Allerdings nahm der Bundesgerichtshof einen Verstoß gegen die sich ebenfalls aus § 200 StPO ergebende Informationsfunktion an, die nach der ständigen Rechtsprechung durch gerichtliche Hinweise (§ 265 Abs. 1 StPO) zur Gewährung rechtlichen Gehörs ausgeglichen werden muss (BGH, Urteil vom 24. Januar 2012 – 1 StR 412/11, BGHSt 57, 88, 91; Urteil vom 9. November 2011 – 1 StR 302/11, NStZ 2012, 523, 524; Urteil vom 11. Januar 1994 – 5 StR 682/93, BGHSt 40, 44, 45). Da dies in dem entschiedenen Fall nicht in hinreichendem Maße stattfand, wurde das Urteil aus diesem Grund aufgehoben.

 

Die Entscheidung des Oberlandesgerichts ist zu begrüßen, die aktuelle Entscheidung des Bundesgerichtshofes verlagert ein eigentlich die Umgrenzungsfunktion betreffendes Problem in den Bereich der Informationsfunktion und senkt die, von der anklagenden Staatsanwaltschaft zu nehmenden Hürden zu Unrecht.

 

Die Frage welche konkreten Arbeitnehmer nicht oder nicht richtig zur jeweiligen Sozialversicherungsstelle angemeldet worden sein sollen, ist ebenso wie die Frage in welchem Zeitraum dies geschehen sein soll, eine Frage der Umgrenzungsfunktion, da hier die Unterscheidbarkeit betroffen ist.
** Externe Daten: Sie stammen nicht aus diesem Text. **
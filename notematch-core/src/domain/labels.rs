//! Small categorical types shared across the engine.

use serde::{Deserialize, Serialize};
use std::fmt;

/// Trade direction of an anchor pattern.
#[derive(Debug, Clone, Copy, PartialEq, Eq, Hash, Serialize, Deserialize)]
#[serde(rename_all = "lowercase")]
pub enum Side {
    Buy,
    Sell,
}

impl Side {
    /// +1 for buy, -1 for sell.
    pub fn sign(self) -> f64 {
        match self {
            Side::Buy => 1.0,
            Side::Sell => -1.0,
        }
    }
}

impl fmt::Display for Side {
    fn fmt(&self, f: &mut fmt::Formatter<'_>) -> fmt::Result {
        match self {
            Side::Buy => write!(f, "buy"),
            Side::Sell => write!(f, "sell"),
        }
    }
}

/// Candle timeframe the anchor was recorded on.
#[derive(Debug, Clone, Copy, PartialEq, Eq, Hash, Serialize, Deserialize)]
#[serde(rename_all = "UPPERCASE")]
pub enum Timeframe {
    M1,
    M5,
    M15,
    M30,
    H1,
    H4,
    D1,
}

impl Timeframe {
    pub fn minutes(self) -> i64 {
        match self {
            Timeframe::M1 => 1,
            Timeframe::M5 => 5,
            Timeframe::M15 => 15,
            Timeframe::M30 => 30,
            Timeframe::H1 => 60,
            Timeframe::H4 => 240,
            Timeframe::D1 => 1440,
        }
    }
}

impl fmt::Display for Timeframe {
    fn fmt(&self, f: &mut fmt::Formatter<'_>) -> fmt::Result {
        let s = match self {
            Timeframe::M1 => "M1",
            Timeframe::M5 => "M5",
            Timeframe::M15 => "M15",
            Timeframe::M30 => "M30",
            Timeframe::H1 => "H1",
            Timeframe::H4 => "H4",
            Timeframe::D1 => "D1",
        };
        f.write_str(s)
    }
}

/// Coarse trend label, compared for equality by the rule confirmation layer.
#[derive(Debug, Clone, Copy, PartialEq, Eq, Hash, Serialize, Deserialize)]
#[serde(rename_all = "lowercase")]
pub enum TrendLabel {
    Up,
    Down,
    Range,
}

impl TrendLabel {
    /// Direction implied by the label: +1, -1 or 0.
    pub fn direction(self) -> f64 {
        match self {
            TrendLabel::Up => 1.0,
            TrendLabel::Down => -1.0,
            TrendLabel::Range => 0.0,
        }
    }

    /// Classify a trend-direction value in [-1, 1]. Values inside the dead
    /// zone are `Range`. Returns `None` for non-finite input.
    pub fn from_direction(direction: f64, dead_zone: f64) -> Option<Self> {
        if !direction.is_finite() {
            return None;
        }
        Some(if direction > dead_zone {
            TrendLabel::Up
        } else if direction < -dead_zone {
            TrendLabel::Down
        } else {
            TrendLabel::Range
        })
    }
}

impl fmt::Display for TrendLabel {
    fn fmt(&self, f: &mut fmt::Formatter<'_>) -> fmt::Result {
        match self {
            TrendLabel::Up => write!(f, "up"),
            TrendLabel::Down => write!(f, "down"),
            TrendLabel::Range => write!(f, "range"),
        }
    }
}

/// MACD crossover state at the observed candle.
#[derive(Debug, Clone, Copy, PartialEq, Eq, Serialize, Deserialize)]
#[serde(rename_all = "lowercase")]
pub enum MacdCross {
    Bullish,
    Bearish,
    None,
}

impl MacdCross {
    pub fn encode(self) -> f64 {
        match self {
            MacdCross::Bearish => 0.0,
            MacdCross::None => 0.5,
            MacdCross::Bullish => 1.0,
        }
    }
}

/// RSI zone.
#[derive(Debug, Clone, Copy, PartialEq, Eq, Serialize, Deserialize)]
#[serde(rename_all = "lowercase")]
pub enum RsiZone {
    Oversold,
    Neutral,
    Overbought,
}

impl RsiZone {
    pub fn encode(self) -> f64 {
        match self {
            RsiZone::Oversold => 0.0,
            RsiZone::Neutral => 0.5,
            RsiZone::Overbought => 1.0,
        }
    }

    /// Zone for a raw RSI value: `>= overbought` and `<= oversold` are inclusive.
    pub fn from_rsi(rsi: f64, overbought: f64, oversold: f64) -> Self {
        if rsi >= overbought {
            RsiZone::Overbought
        } else if rsi <= oversold {
            RsiZone::Oversold
        } else {
            RsiZone::Neutral
        }
    }
}

#[cfg(test)]
mod tests {
    use super::*;

    #[test]
    fn side_wire_names() {
        assert_eq!(serde_json::to_string(&Side::Buy).unwrap(), "\"buy\"");
        let side: Side = serde_json::from_str("\"sell\"").unwrap();
        assert_eq!(side, Side::Sell);
        assert_eq!(side.sign(), -1.0);
    }

    #[test]
    fn timeframe_minutes() {
        assert_eq!(Timeframe::M15.minutes(), 15);
        assert_eq!(Timeframe::H4.minutes(), 240);
        let tf: Timeframe = serde_json::from_str("\"H1\"").unwrap();
        assert_eq!(tf, Timeframe::H1);
    }

    #[test]
    fn trend_label_dead_zone() {
        assert_eq!(TrendLabel::from_direction(0.5, 0.2), Some(TrendLabel::Up));
        assert_eq!(TrendLabel::from_direction(-0.5, 0.2), Some(TrendLabel::Down));
        assert_eq!(TrendLabel::from_direction(0.2, 0.2), Some(TrendLabel::Range));
        assert_eq!(TrendLabel::from_direction(f64::NAN, 0.2), None);
    }

    #[test]
    fn rsi_zone_thresholds_inclusive() {
        assert_eq!(RsiZone::from_rsi(70.0, 70.0, 30.0), RsiZone::Overbought);
        assert_eq!(RsiZone::from_rsi(30.0, 70.0, 30.0), RsiZone::Oversold);
        assert_eq!(RsiZone::from_rsi(50.0, 70.0, 30.0), RsiZone::Neutral);
    }

    #[test]
    fn categorical_encodings() {
        assert_eq!(MacdCross::Bearish.encode(), 0.0);
        assert_eq!(MacdCross::None.encode(), 0.5);
        assert_eq!(MacdCross::Bullish.encode(), 1.0);
        assert_eq!(RsiZone::Oversold.encode(), 0.0);
        assert_eq!(RsiZone::Overbought.encode(), 1.0);
    }
}
//! Simple Moving Average (SMA), streaming.
//!
//! Rolling mean of close prices over a fixed window.
//! Lookback: period - 1 (first value on the `period`-th candle).

use std::collections::VecDeque;

use super::Indicator;
use crate::domain::Candle;

#[derive(Debug, Clone)]
pub struct Sma {
    period: usize,
    window: VecDeque<f64>,
    sum: f64,
    name: String,
}

impl Sma {
    pub fn new(period: usize) -> Self {
        assert!(period >= 1, "SMA period must be >= 1");
        Self {
            period,
            window: VecDeque::with_capacity(period),
            sum: 0.0,
            name: format!("sma_{period}"),
        }
    }

    /// Feed a raw value. Non-finite values are ignored.
    pub fn update_value(&mut self, value: f64) -> Option<f64> {
        if value.is_finite() {
            self.window.push_back(value);
            self.sum += value;
            if self.window.len() > self.period {
                if let Some(leaving) = self.window.pop_front() {
                    self.sum -= leaving;
                }
            }
        }
        self.value()
    }

    pub fn value(&self) -> Option<f64> {
        (self.window.len() == self.period).then(|| self.sum / self.period as f64)
    }

    /// Values currently in the window, oldest first.
    pub fn window(&self) -> impl Iterator<Item = &f64> {
        self.window.iter()
    }
}

impl Indicator for Sma {
    type Output = f64;

    fn name(&self) -> &str {
        &self.name
    }

    fn lookback(&self) -> usize {
        self.period.saturating_sub(1)
    }

    fn update(&mut self, candle: &Candle) -> Option<f64> {
        self.update_value(candle.close)
    }
}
Ohne die Kenntnis welche Arbeitnehmer betroffen sein sollen ist die Verteidigung -im Lichte der Selbstbelastungsfreiheit- massiv eingeschränkt. So ist es beispielsweise nicht möglich die Abgrenzung zwischen selbstständigen Werkunternehmern und Arbeitnehmern, die für die Frage nach der Sozialversicherungspflicht ausschlaggebend ist, unerlässlich die konkret betroffene Person zu identifizieren und die Umstände der Tätigkeit dieser Person festzustellen.